Supplied data:
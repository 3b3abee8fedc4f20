use std::{env, net::SocketAddr, sync::Arc};

use axum::{
    Router,
    extract::{MatchedPath, Request},
};
use axum_server::Handle;
use clap::Parser;
use rusqlite::Connection;
use tower_http::trace::TraceLayer;
use tracing_subscriber::{EnvFilter, Layer, layer::SubscriberExt, util::SubscriberInitExt};

use outlay::{
    AppState, DisabledMirror, ExpenseAnalyzer, FirestoreMirror, Identity, TransactionMirror,
    build_router, graceful_shutdown,
};

/// The web server for outlay.
#[derive(Parser, Debug)]
#[command(version, about, long_about = None)]
struct Args {
    /// File path to the application SQLite database.
    #[arg(long)]
    db_path: String,

    /// The port to serve the app from.
    #[arg(short, long, default_value_t = 3000)]
    port: u16,

    /// The anonymous user handle that namespaces documents in the remote
    /// mirror. Without it, remote mirroring is disabled.
    #[arg(long)]
    identity: Option<String>,

    /// The text-generation model used by the AI helper.
    #[arg(long)]
    model: Option<String>,
}

#[tokio::main]
async fn main() {
    setup_logging();

    let args = Args::parse();

    let addr = SocketAddr::from(([127, 0, 0, 1], args.port));

    let gemini_api_key = env::var("GEMINI_API_KEY").unwrap_or_else(|_| {
        tracing::warn!(
            "GEMINI_API_KEY is not set, the AI helper will fail and fall back to manual entry"
        );
        String::new()
    });

    let mut analyzer = ExpenseAnalyzer::new(&gemini_api_key);
    if let Some(model) = &args.model {
        analyzer = analyzer.with_model(model);
    }

    let conn = Connection::open(&args.db_path).expect("Could not open the database");
    let state = AppState::new(conn, build_mirror(args.identity.as_deref()), analyzer)
        .expect("Could not initialize the database");

    let handle = Handle::new();
    tokio::spawn(graceful_shutdown(handle.clone()));

    let router = add_tracing_layer(build_router(state));

    tracing::info!("Server listening on {}", addr);
    axum_server::bind(addr)
        .handle(handle)
        .serve(router.into_make_service())
        .await
        .unwrap();
}

/// Wire up the remote mirror from the CLI identity and the `FIRESTORE_PROJECT`
/// and `FIRESTORE_API_KEY` environment variables.
///
/// Without a project there is nothing to talk to and mirroring is disabled
/// outright; without an identity the configured mirror no-ops on every call.
fn build_mirror(identity: Option<&str>) -> Arc<dyn TransactionMirror> {
    let project = match env::var("FIRESTORE_PROJECT") {
        Ok(project) => project,
        Err(_) => {
            tracing::info!("FIRESTORE_PROJECT is not set, remote mirroring is disabled");
            return Arc::new(DisabledMirror);
        }
    };

    let identity = identity.and_then(Identity::new);
    if identity.is_none() {
        tracing::info!("no identity configured, remote mirroring will no-op");
    }

    let mut mirror = FirestoreMirror::new(&project, identity);
    if let Ok(api_key) = env::var("FIRESTORE_API_KEY") {
        mirror = mirror.with_api_key(&api_key);
    }

    Arc::new(mirror)
}

fn setup_logging() {
    let filter = EnvFilter::try_from_default_env().unwrap_or_else(|_| EnvFilter::new("info"));

    tracing_subscriber::registry()
        .with(tracing_subscriber::fmt::layer().pretty().with_filter(filter))
        .init();
}

fn add_tracing_layer(router: Router) -> Router {
    let tracing_layer = TraceLayer::new_for_http().make_span_with(|req: &Request| {
        let method = req.method();
        let uri = req.uri();

        let matched_path = req
            .extensions()
            .get::<MatchedPath>()
            .map(|matched_path| matched_path.as_str());

        tracing::debug_span!("request", %method, %uri, matched_path)
    });

    router.layer(tracing_layer)
}
//! Outlay is a small web app for recording personal expenses.
//!
//! Expenses live in a local SQLite table exposed as a live,
//! replay-latest collection. Every local write is mirrored, best-effort and
//! fire-and-forget, into a per-user collection in a remote document store.
//! An AI helper turns free-text entries ("Dinner for $50") into pre-filled
//! expense forms via a single round trip to a hosted text-generation model.
//!
//! This library serves plain HTML pages over a REST-ish API.

#![warn(missing_docs)]

use std::{net::SocketAddr, time::Duration};

use axum_server::Handle;
use tokio::signal;

mod app_state;
mod category;
mod dashboard;
mod db;
mod endpoints;
mod error;
mod extract;
mod mirror;
mod not_found;
mod routing;
mod service;
#[cfg(test)]
mod test_utils;
mod transaction;
mod view_templates;

pub use app_state::AppState;
pub use category::{CATEGORIES, Category};
pub use db::initialize as initialize_db;
pub use error::{ExtractionError, MirrorError, StorageError};
pub use extract::{ExpenseAnalysis, ExpenseAnalyzer};
pub use mirror::{DisabledMirror, FirestoreMirror, Identity, TransactionMirror};
pub use routing::build_router;
pub use service::ExpenseService;
pub use transaction::{LocalStore, Transaction, TransactionId};

/// An async task that waits for either the ctrl+c or terminate signal,
/// whichever comes first, and then signals the server to shut down
/// gracefully.
///
/// `handle` is a handle to an Axum `Server`. Note that detached mirror tasks
/// that are still in flight at shutdown are not waited for; their writes may
/// or may not reach the remote store, which the mirroring contract already
/// allows.
pub async fn graceful_shutdown(handle: Handle<SocketAddr>) {
    let ctrl_c = async {
        signal::ctrl_c()
            .await
            .expect("failed to install Ctrl+C handler");
    };

    #[cfg(unix)]
    let terminate = async {
        signal::unix::signal(signal::unix::SignalKind::terminate())
            .expect("failed to install signal handler")
            .recv()
            .await;
    };

    #[cfg(not(unix))]
    let terminate = std::future::pending::<()>();

    tokio::select! {
        _ = ctrl_c => {
            tracing::debug!("Received ctrl+c signal.");
            handle.graceful_shutdown(Some(Duration::from_secs(1)));
        },
        _ = terminate => {
            tracing::debug!("Received terminate signal.");
            handle.graceful_shutdown(Some(Duration::from_secs(1)));
        },
    }
}
//! Aggregation of transactions for the dashboard: the total spent and the
//! per-category breakdown.

use std::collections::HashMap;

use crate::{category::Category, transaction::Transaction};

/// One row of the category breakdown.
#[derive(Debug, PartialEq)]
pub(super) struct CategoryTotal {
    pub(super) category: Category,
    pub(super) total: f64,
    /// Share of the overall total, rounded to whole percent.
    pub(super) percent: i64,
}

/// Sum of all transaction amounts.
pub(super) fn total_spent(transactions: &[Transaction]) -> f64 {
    transactions.iter().map(|transaction| transaction.amount).sum()
}

/// Aggregate transaction amounts per category, largest first.
///
/// Only categories that actually occur are returned. Ties on the total are
/// broken by the category's position in the fixed display order, so the
/// breakdown is deterministic.
pub(super) fn category_breakdown(transactions: &[Transaction]) -> Vec<CategoryTotal> {
    let mut totals: HashMap<Category, f64> = HashMap::new();

    for transaction in transactions {
        *totals.entry(transaction.category).or_insert(0.0) += transaction.amount;
    }

    let grand_total = total_spent(transactions);

    let mut breakdown: Vec<CategoryTotal> = crate::category::CATEGORIES
        .iter()
        .filter_map(|category| {
            totals.get(category).map(|&total| CategoryTotal {
                category: *category,
                total,
                percent: if grand_total > 0.0 {
                    (total / grand_total * 100.0).round() as i64
                } else {
                    0
                },
            })
        })
        .collect();

    breakdown.sort_by(|a, b| b.total.total_cmp(&a.total));

    breakdown
}

#[cfg(test)]
mod aggregation_tests {
    use crate::{category::Category, transaction::Transaction};

    use super::{category_breakdown, total_spent};

    fn create_test_transaction(amount: f64, category: Category) -> Transaction {
        Transaction::new("test", amount, category)
    }

    #[test]
    fn total_sums_all_amounts() {
        let transactions = vec![
            create_test_transaction(100.0, Category::Food),
            create_test_transaction(50.0, Category::Transport),
            create_test_transaction(30.0, Category::Food),
        ];

        assert_eq!(total_spent(&transactions), 180.0);
    }

    #[test]
    fn total_of_no_transactions_is_zero() {
        assert_eq!(total_spent(&[]), 0.0);
    }

    #[test]
    fn breakdown_groups_by_category_largest_first() {
        let transactions = vec![
            create_test_transaction(20.0, Category::Transport),
            create_test_transaction(100.0, Category::Food),
            create_test_transaction(60.0, Category::Food),
            create_test_transaction(20.0, Category::Health),
        ];

        let result = category_breakdown(&transactions);

        assert_eq!(result.len(), 3);
        assert_eq!(result[0].category, Category::Food);
        assert_eq!(result[0].total, 160.0);
        assert_eq!(result[0].percent, 80);
        // Transport and Health tie on 20.0, display order breaks the tie.
        assert_eq!(result[1].category, Category::Transport);
        assert_eq!(result[2].category, Category::Health);
        assert_eq!(result[1].percent, 10);
    }

    #[test]
    fn breakdown_of_no_transactions_is_empty() {
        assert!(category_breakdown(&[]).is_empty());
    }

    #[test]
    fn breakdown_skips_unused_categories() {
        let transactions = vec![create_test_transaction(10.0, Category::Other)];

        let result = category_breakdown(&transactions);

        assert_eq!(result.len(), 1);
        assert_eq!(result[0].category, Category::Other);
        assert_eq!(result[0].percent, 100);
    }
}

Requirement: Retype only the stretch of lines above starting at the one with "axum_server::bind(addr)" and stopping at the one with "tracing_subscriber::registry()", exactly as written, with both kept.

Reply:
    axum_server::bind(addr)
        .handle(handle)
        .serve(router.into_make_service())
        .await
        .unwrap();
}

/// Wire up the remote mirror from the CLI identity and the `FIRESTORE_PROJECT`
/// and `FIRESTORE_API_KEY` environment variables.
///
/// Without a project there is nothing to talk to and mirroring is disabled
/// outright; without an identity the configured mirror no-ops on every call.
fn build_mirror(identity: Option<&str>) -> Arc<dyn TransactionMirror> {
    let project = match env::var("FIRESTORE_PROJECT") {
        Ok(project) => project,
        Err(_) => {
            tracing::info!("FIRESTORE_PROJECT is not set, remote mirroring is disabled");
            return Arc::new(DisabledMirror);
        }
    };

    let identity = identity.and_then(Identity::new);
    if identity.is_none() {
        tracing::info!("no identity configured, remote mirroring will no-op");
    }

    let mut mirror = FirestoreMirror::new(&project, identity);
    if let Ok(api_key) = env::var("FIRESTORE_API_KEY") {
        mirror = mirror.with_api_key(&api_key);
    }

    Arc::new(mirror)
}

fn setup_logging() {
    let filter = EnvFilter::try_from_default_env().unwrap_or_else(|_| EnvFilter::new("info"));

    tracing_subscriber::registry()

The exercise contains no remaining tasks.